Nel pantheon degli shōjo atipici e rivoluzionari brilla di luce fulgida “Proteggi la mia terra” di Saki Hiwatari, opera pubblicata in Giappone e raccolta in 21 tankōbon tra il 1987 e il 1994, anni in cui lo sperimentalismo narrativo trovava terreno fertile sulle riviste locali giapponesi.

La storia racconta di Arisu, una liceale in grado di comunicare con le piante che guarda la luna con nostalgia.
Mentre è impegnata a fare da babysitter a Rin Kobayashi, il terribilmente dispettoso (per usare un eufemismo) ragazzino vicino di casa, quest’ultimo cade accidentalmente dal balcone finendo in coma.
In stato comatoso Rin sogna la sua vita passata, che lo vedeva ingegnere su una base lunare insieme ad altri 6 scienziati, di cui, una di questi è la sua amata Mokuren, alter ego passato di Arisu.
Anche gli altri membri dell’equipaggio lunare hanno gli stessi sogni, ad eccezione proprio di Arisu, che non sembra ancora aver contezza della sua precedente vita.
Rin si risveglia consapevole di aver commesso un atto atroce nei confronti di Mokuren sulla luna, e intento a riconquistare ad ogni costo l’alter ego terrestre della sua dolce metà, raduna gli altri membri dell’equipaggio lunare ordendo un machiavellico complotto nel tentativo di nascondere la sua reale identità passata;
tuttavia quando anche Arisu inizia a sognare la sua vita precedente sulla luna, la terribile verità nascosta da Rin rischia di venire alla luce.
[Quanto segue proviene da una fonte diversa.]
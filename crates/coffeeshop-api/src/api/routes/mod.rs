//! Route handlers

pub mod drinks;
pub mod health;
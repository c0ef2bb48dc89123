//! Configuration module for the Coffee Shop drinks API

mod auth;
mod server;

pub use auth::AuthConfig;
pub use server::ServerConfig;

use coffeeshop_common::config::{to_pretty_toml, ConfigLoader};
use coffeeshop_common::ConfigurationError as ConfigError;
use serde::{Deserialize, Serialize};
use std::path::Path;
use std::time::Duration;

/// Database configuration
#[derive(Debug, Clone, Serialize, Deserialize)]
pub struct DatabaseConfig {
    /// Database URL (e.g., "sqlite:database.db" or "sqlite::memory:")
    pub url: String,

    /// Maximum number of connections in the pool
    pub max_connections: u32,

    /// Drop and recreate the drink table on startup, seeding one drink
    pub reset_on_startup: bool,
}

impl Default for DatabaseConfig {
    fn default() -> Self {
        Self {
            url: "sqlite:database.db".to_string(),
            max_connections: 5,
            reset_on_startup: false,
        }
    }
}

/// Main configuration structure for the drinks API
#[derive(Debug, Clone, Serialize, Deserialize, Default)]
pub struct Config {
    /// Server configuration
    pub server: ServerConfig,

    /// Database configuration
    pub database: DatabaseConfig,

    /// Auth0 configuration
    pub auth: AuthConfig,
}

impl Config {
    /// Load configuration from file and environment
    pub fn load(config_path: Option<&Path>) -> Result<Self, ConfigError> {
        let config = match config_path {
            Some(path) => <Config as ConfigLoader<Config>>::load_from_file(path)?,
            None => <Config as ConfigLoader<Config>>::load(None)?,
        };
        config.validate()?;
        Ok(config)
    }

    /// Generate example configuration file
    pub fn generate_example() -> Result<String, ConfigError> {
        to_pretty_toml(&Self::default())
    }

    pub fn validate(&self) -> Result<(), ConfigError> {
        if self.auth.tenant.trim().is_empty() {
            return Err(ConfigError::InvalidValue {
                key: "auth.tenant".to_string(),
                reason: "must not be empty".to_string(),
            });
        }
        if self.auth.audience.trim().is_empty() {
            return Err(ConfigError::InvalidValue {
                key: "auth.audience".to_string(),
                reason: "must not be empty".to_string(),
            });
        }
        if self.database.max_connections == 0 {
            return Err(ConfigError::InvalidValue {
                key: "database.max_connections".to_string(),
                reason: "must be greater than zero".to_string(),
            });
        }
        Ok(())
    }

    /// Get request timeout as Duration
    pub fn request_timeout(&self) -> Duration {
        Duration::from_secs(self.server.request_timeout)
    }
}

impl ConfigLoader<Config> for Config {
    const DEFAULT_FILE: &'static str = "coffeeshop-api.toml";
    const ENV_PREFIX: &'static str = "COFFEESHOP_API_";
}

#[cfg(test)]
mod tests {
    use super::*;
    use serial_test::serial;
    use std::io::Write;

    #[test]
    fn test_default_config() {
        let config = Config::default();
        assert_eq!(config.server.bind_address.port(), 5000);
        assert_eq!(config.database.url, "sqlite:database.db");
        assert_eq!(config.auth.tenant, "chad-fsnd");
        assert_eq!(config.auth.audience, "drinks");
        assert!(config.validate().is_ok());
    }

    #[test]
    fn test_config_serialization() {
        let config = Config::default();
        let serialized = toml::to_string(&config).unwrap();
        let deserialized: Config = toml::from_str(&serialized).unwrap();
        assert_eq!(
            deserialized.server.bind_address,
            config.server.bind_address
        );
        assert_eq!(deserialized.auth.jwks_cache_ttl, 3600);
    }

    #[test]
    fn test_generate_example_has_sections() {
        let example = Config::generate_example().unwrap();
        assert!(example.contains("[server]"));
        assert!(example.contains("[database]"));
        assert!(example.contains("[auth]"));
    }

    #[test]
    fn test_validate_rejects_empty_audience() {
        let mut config = Config::default();
        config.auth.audience = " ".to_string();
        assert!(matches!(
            config.validate(),
            Err(ConfigError::InvalidValue { ref key, .. }) if key == "auth.audience"
        ));
    }

    #[test]
    #[serial]
    fn test_load_from_file_with_env_override() {
        let mut file = tempfile::NamedTempFile::new().unwrap();
        writeln!(
            file,
            r#"
[server]
bind_address = "0.0.0.0:8080"

[auth]
tenant = "coffee-shop"
"#
        )
        .unwrap();

        std::env::set_var("COFFEESHOP_API_AUTH__AUDIENCE", "menu");
        let result = Config::load(Some(file.path()));
        std::env::remove_var("COFFEESHOP_API_AUTH__AUDIENCE");

        let config = result.unwrap();
        assert_eq!(config.server.bind_address.port(), 8080);
        assert_eq!(config.auth.tenant, "coffee-shop");
        assert_eq!(config.auth.audience, "menu");
        assert_eq!(config.database.max_connections, 5);
    }

    #[test]
    fn test_load_missing_explicit_file() {
        let result = Config::load(Some(Path::new("/nonexistent/coffeeshop-api.toml")));
        assert!(matches!(result, Err(ConfigError::FileNotFound { .. })));
    }
}
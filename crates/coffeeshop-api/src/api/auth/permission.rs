use std::fmt;

/// RBAC permissions of the drinks API as they appear in the `permissions` claim
#[derive(Debug, Clone, Copy, PartialEq, Eq, Hash)]
pub enum Permission {
    GetDrinksDetail,
    PostDrinks,
    PatchDrinks,
    DeleteDrinks,
}

impl Permission {
    pub fn as_str(&self) -> &'static str {
        match self {
            Permission::GetDrinksDetail => "get:drinks-detail",
            Permission::PostDrinks => "post:drinks",
            Permission::PatchDrinks => "patch:drinks",
            Permission::DeleteDrinks => "delete:drinks",
        }
    }
}

impl fmt::Display for Permission {
    fn fmt(&self, f: &mut fmt::Formatter<'_>) -> fmt::Result {
        f.write_str(self.as_str())
    }
}
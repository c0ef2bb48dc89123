//! Response bodies of the drinks API

use crate::domain::{Drink, ShortDrink};
use serde::{Deserialize, Serialize};
use utoipa::ToSchema;

/// Public menu
#[derive(Debug, Serialize, Deserialize, ToSchema)]
pub struct MenuResponse {
    pub success: bool,
    pub drinks: Vec<ShortDrink>,
}

/// Drinks with full recipes
#[derive(Debug, Serialize, Deserialize, ToSchema)]
pub struct DrinksResponse {
    pub success: bool,
    pub drinks: Vec<Drink>,
}

#[derive(Debug, Serialize, Deserialize, ToSchema)]
pub struct DeleteDrinkResponse {
    pub success: bool,
    /// Id of the deleted drink
    pub delete: i64,
}

/// Health check response
#[derive(Debug, Serialize, Deserialize, ToSchema)]
pub struct HealthCheckResponse {
    pub success: bool,

    /// Service status
    pub status: String,

    /// Service version
    pub version: String,

    /// Timestamp
    pub timestamp: chrono::DateTime<chrono::Utc>,

    /// Drinks currently on the menu
    pub drinks: usize,
}
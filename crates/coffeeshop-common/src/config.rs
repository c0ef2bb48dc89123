//! Figment-backed configuration loading shared by Coffee Shop binaries
//!
//! Every service layers its configuration the same way: serialized defaults,
//! then a TOML file, then prefixed environment variables where `__` separates
//! nested keys (`COFFEESHOP_API_SERVER__BIND_ADDRESS`).

use figment::{
    providers::{Env, Format, Serialized, Toml},
    Figment,
};
use serde::{de::DeserializeOwned, Serialize};
use std::path::{Path, PathBuf};
use thiserror::Error;

/// Errors raised while loading or validating configuration
#[derive(Debug, Error)]
pub enum ConfigurationError {
    #[error("Failed to parse configuration: {details}")]
    ParseError { details: String },

    #[error("Invalid configuration value for {key}: {reason}")]
    InvalidValue { key: String, reason: String },

    #[error("Configuration file not found: {path}")]
    FileNotFound { path: PathBuf },
}

impl From<figment::Error> for ConfigurationError {
    fn from(err: figment::Error) -> Self {
        ConfigurationError::ParseError {
            details: err.to_string(),
        }
    }
}

/// Layered configuration loading.
///
/// Implementors only name their default file and environment prefix; the
/// provided methods do the merging.
pub trait ConfigLoader<T>: Sized
where
    T: Serialize + DeserializeOwned + Default,
{
    /// File read when no explicit path is given
    const DEFAULT_FILE: &'static str;

    /// Environment variable prefix, including the trailing underscore
    const ENV_PREFIX: &'static str;

    /// Load from `path`, or from [`Self::DEFAULT_FILE`] when it is `None`.
    /// A missing default file is not an error.
    fn load(path: Option<PathBuf>) -> Result<T, ConfigurationError> {
        let path = path.unwrap_or_else(|| PathBuf::from(Self::DEFAULT_FILE));
        Self::figment(&path).extract().map_err(Into::into)
    }

    /// Load from an explicit file, which must exist
    fn load_from_file(path: &Path) -> Result<T, ConfigurationError> {
        if !path.exists() {
            return Err(ConfigurationError::FileNotFound {
                path: path.to_path_buf(),
            });
        }
        Self::figment(path).extract().map_err(Into::into)
    }

    /// The provider stack used by [`Self::load`] and [`Self::load_from_file`]
    fn figment(path: &Path) -> Figment {
        Figment::from(Serialized::defaults(T::default()))
            .merge(Toml::file(path))
            .merge(Env::prefixed(Self::ENV_PREFIX).split("__"))
    }
}

/// Render a configuration value as pretty TOML, for `--gen-config` style output
pub fn to_pretty_toml<T: Serialize>(config: &T) -> Result<String, ConfigurationError> {
    toml::to_string_pretty(config).map_err(|e| ConfigurationError::ParseError {
        details: format!("Failed to serialize config: {e}"),
    })
}
//! Drink route handlers

use crate::{
    api::{
        extractors::{Authorized, CanDeleteDrinks, CanGetDrinksDetail, CanPatchDrinks, CanPostDrinks},
        types::{DeleteDrinkResponse, DrinksResponse, MenuResponse},
    },
    domain::{validate_drink_changes, validate_new_drink},
    error::{ApiError, Result},
    server::AppState,
};
use axum::{
    body::Bytes,
    extract::{Path, State},
    Json,
};
use serde_json::{Map, Value};
use tracing::info;

/// List the menu: colors and proportions only
#[utoipa::path(
    get,
    path = "/drinks",
    responses(
        (status = 200, description = "Public menu", body = MenuResponse),
    ),
    tag = "drinks",
)]
pub async fn list_drinks(State(state): State<AppState>) -> Result<Json<MenuResponse>> {
    let drinks = state.drinks.list().await?;

    Ok(Json(MenuResponse {
        success: true,
        drinks: drinks.iter().map(|d| d.short()).collect(),
    }))
}

/// List drinks with full recipes. Requires `get:drinks-detail`.
#[utoipa::path(
    get,
    path = "/drinks-detail",
    responses(
        (status = 200, description = "Drinks with recipes", body = DrinksResponse),
        (status = 401, description = "Missing or invalid token", body = crate::error::ErrorResponse),
        (status = 403, description = "Permission not granted", body = crate::error::ErrorResponse),
    ),
    tag = "drinks",
)]
pub async fn list_drink_details(
    _auth: Authorized<CanGetDrinksDetail>,
    State(state): State<AppState>,
) -> Result<Json<DrinksResponse>> {
    let drinks = state.drinks.list().await?;

    Ok(Json(DrinksResponse {
        success: true,
        drinks: drinks.iter().map(|d| d.long()).collect(),
    }))
}

/// Add a drink. Requires `post:drinks`.
#[utoipa::path(
    post,
    path = "/drinks",
    request_body(content = crate::domain::Drink, description = "`title` and `recipe`"),
    responses(
        (status = 200, description = "The created drink", body = DrinksResponse),
        (status = 400, description = "Invalid input or duplicate title", body = crate::error::ErrorResponse),
        (status = 401, description = "Missing or invalid token", body = crate::error::ErrorResponse),
        (status = 403, description = "Permission not granted", body = crate::error::ErrorResponse),
        (status = 422, description = "Body is not a JSON object", body = crate::error::ErrorResponse),
    ),
    tag = "drinks",
)]
pub async fn create_drink(
    auth: Authorized<CanPostDrinks>,
    State(state): State<AppState>,
    body: Bytes,
) -> Result<Json<DrinksResponse>> {
    let data = parse_object(&body)?;
    let new_drink = validate_new_drink(&data).map_err(|errors| ApiError::InvalidInput { errors })?;

    let drink = state.drinks.create(&new_drink).await?;
    info!("{} added drink {} ({})", auth.context.user_id, drink.id, drink.title);

    Ok(Json(DrinksResponse {
        success: true,
        drinks: vec![drink.long()],
    }))
}

/// Change a drink's title and/or recipe. Requires `patch:drinks`.
#[utoipa::path(
    patch,
    path = "/drinks/{id}",
    params(("id" = i64, Path, description = "Drink id")),
    request_body(content = crate::domain::Drink, description = "Optional `title` and `recipe`"),
    responses(
        (status = 200, description = "The updated drink", body = DrinksResponse),
        (status = 400, description = "Invalid input or duplicate title", body = crate::error::ErrorResponse),
        (status = 404, description = "No such drink", body = crate::error::ErrorResponse),
    ),
    tag = "drinks",
)]
pub async fn update_drink(
    auth: Authorized<CanPatchDrinks>,
    State(state): State<AppState>,
    Path(id): Path<String>,
    body: Bytes,
) -> Result<Json<DrinksResponse>> {
    let data = parse_object(&body)?;
    let changes =
        validate_drink_changes(&data).map_err(|errors| ApiError::InvalidInput { errors })?;

    let id = parse_id(&id)?;
    let drink = state
        .drinks
        .update(id, changes)
        .await?
        .ok_or(ApiError::NotFound)?;
    info!("{} updated drink {}", auth.context.user_id, id);

    Ok(Json(DrinksResponse {
        success: true,
        drinks: vec![drink.long()],
    }))
}

/// Remove a drink. Requires `delete:drinks`.
#[utoipa::path(
    delete,
    path = "/drinks/{id}",
    params(("id" = i64, Path, description = "Drink id")),
    responses(
        (status = 200, description = "Id of the deleted drink", body = DeleteDrinkResponse),
        (status = 404, description = "No such drink", body = crate::error::ErrorResponse),
    ),
    tag = "drinks",
)]
pub async fn delete_drink(
    auth: Authorized<CanDeleteDrinks>,
    State(state): State<AppState>,
    Path(id): Path<String>,
) -> Result<Json<DeleteDrinkResponse>> {
    let id = parse_id(&id)?;
    if !state.drinks.delete(id).await? {
        return Err(ApiError::NotFound);
    }
    info!("{} deleted drink {}", auth.context.user_id, id);

    Ok(Json(DeleteDrinkResponse {
        success: true,
        delete: id,
    }))
}

/// Ids that are not integers cannot name a drink
fn parse_id(id: &str) -> Result<i64> {
    id.parse().map_err(|_| ApiError::NotFound)
}

/// The body must be a non-empty JSON object. Empty or falsy JSON is a bad
/// request; any other non-object is unprocessable.
fn parse_object(body: &[u8]) -> Result<Map<String, Value>> {
    let value: Value = serde_json::from_slice(body).map_err(|_| ApiError::BadRequest)?;

    match value {
        Value::Object(map) if map.is_empty() => Err(ApiError::BadRequest),
        Value::Object(map) => Ok(map),
        Value::Null | Value::Bool(false) => Err(ApiError::BadRequest),
        Value::Array(ref items) if items.is_empty() => Err(ApiError::BadRequest),
        Value::String(ref s) if s.is_empty() => Err(ApiError::BadRequest),
        Value::Number(ref n) if n.as_f64() == Some(0.0) => Err(ApiError::BadRequest),
        _ => Err(ApiError::Unprocessable),
    }
}

#[cfg(test)]
mod tests {
    use super::*;

    #[test]
    fn test_parse_id() {
        assert_eq!(parse_id("42").unwrap(), 42);
        assert!(matches!(parse_id("abc"), Err(ApiError::NotFound)));
        assert!(matches!(parse_id("1.5"), Err(ApiError::NotFound)));
    }

    #[test]
    fn test_parse_object() {
        assert_eq!(parse_object(br#"{"title": "mocha"}"#).unwrap()["title"], "mocha");

        for bad in ["", "   ", "{", "{}", "null", "[]", "0", "false", "\"\""] {
            assert!(
                matches!(parse_object(bad.as_bytes()), Err(ApiError::BadRequest)),
                "{bad}"
            );
        }
        for unprocessable in ["[1]", "\"mocha\"", "7", "true"] {
            assert!(
                matches!(parse_object(unprocessable.as_bytes()), Err(ApiError::Unprocessable)),
                "{unprocessable}"
            );
        }
    }
}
L’incedere narrativo è irregolare e piuttosto contorto, inoltre l’alternanza dei piani temporali e il vastissimo numero di personaggi (ai 7 protagonisti si aggiungono i loro 7 alter ego lunari e anche numerosi comprimari) finiscono talvolta nell’istillare nel lettore un po’ di confusione; nello specifico non è cosi immediato memorizzare le controparti “aliene” di tutti i protagonisti, specialmente all’inizio.
Nonostante una certa sovrabbondanza è proprio la caratterizzazione dei personaggi uno dei punti forti del manga.
Sopratutto Mokuren (Arisu) e Shion (Rin) risultano incredibilmente profondi e stratificati.
Mokuren è una kiche, una sacerdotessa devota al culto del Dio Sarjarim, capace di far crescere le piante con la sola forza del suo soave canto.
In quanto bambina speciale, Mokuren è costretta a separarsi dai suoi genitori per essere educata a Paradise, un orfanotrofio per kiche con regole ferree, in cui vige l’obbligo di girare nudi ed è proibito ogni minimo contatto con l’esterno.
Nel corso del flashback riguardante l’infanzia di Mokuren l’opera mostra tutta la sua essenza, scoprendo alcune delle sue carte migliori, tra cui il fortissimo e commovente legame tra Mokuren e suo padre e lo struggente rapporto con “L’anziana”, oracolo di Paradise che diventa per lei una sorta di nonna putativa.
Shion invece è un reduce di guerra orfano di entrambi i genitori.
L’odio che esterna cela in realtà un grande bisogno d’amore, e nonostante l’onta che grava su di lui per quanto fatto a Mokuren è cosi dannatamente “umano” che a tratti risulta difficile biasimarlo.
Se le vicende lunari del passato tra misteri e segreti ammaliano ed appassionano il lettore, catapultandolo dentro travolgenti vortici emotivi senza ritorno, lo stesso non sempre avviene nella time-line del presente, che tra disavventure scolastiche e scaramucce tra Yakuza funge più da ordinario riempitivo, pur riservando diversi plot twist interessanti.
Fortunatamente in questa linea temporale c’è Rin (il personaggio più carismatico dell’opera), villain dai poteri ESP eccezionalmente singolare, che riesce più o meno da solo a sorreggere la struttura di questa linea narrativa monopolizzando l’attenzione su di sé.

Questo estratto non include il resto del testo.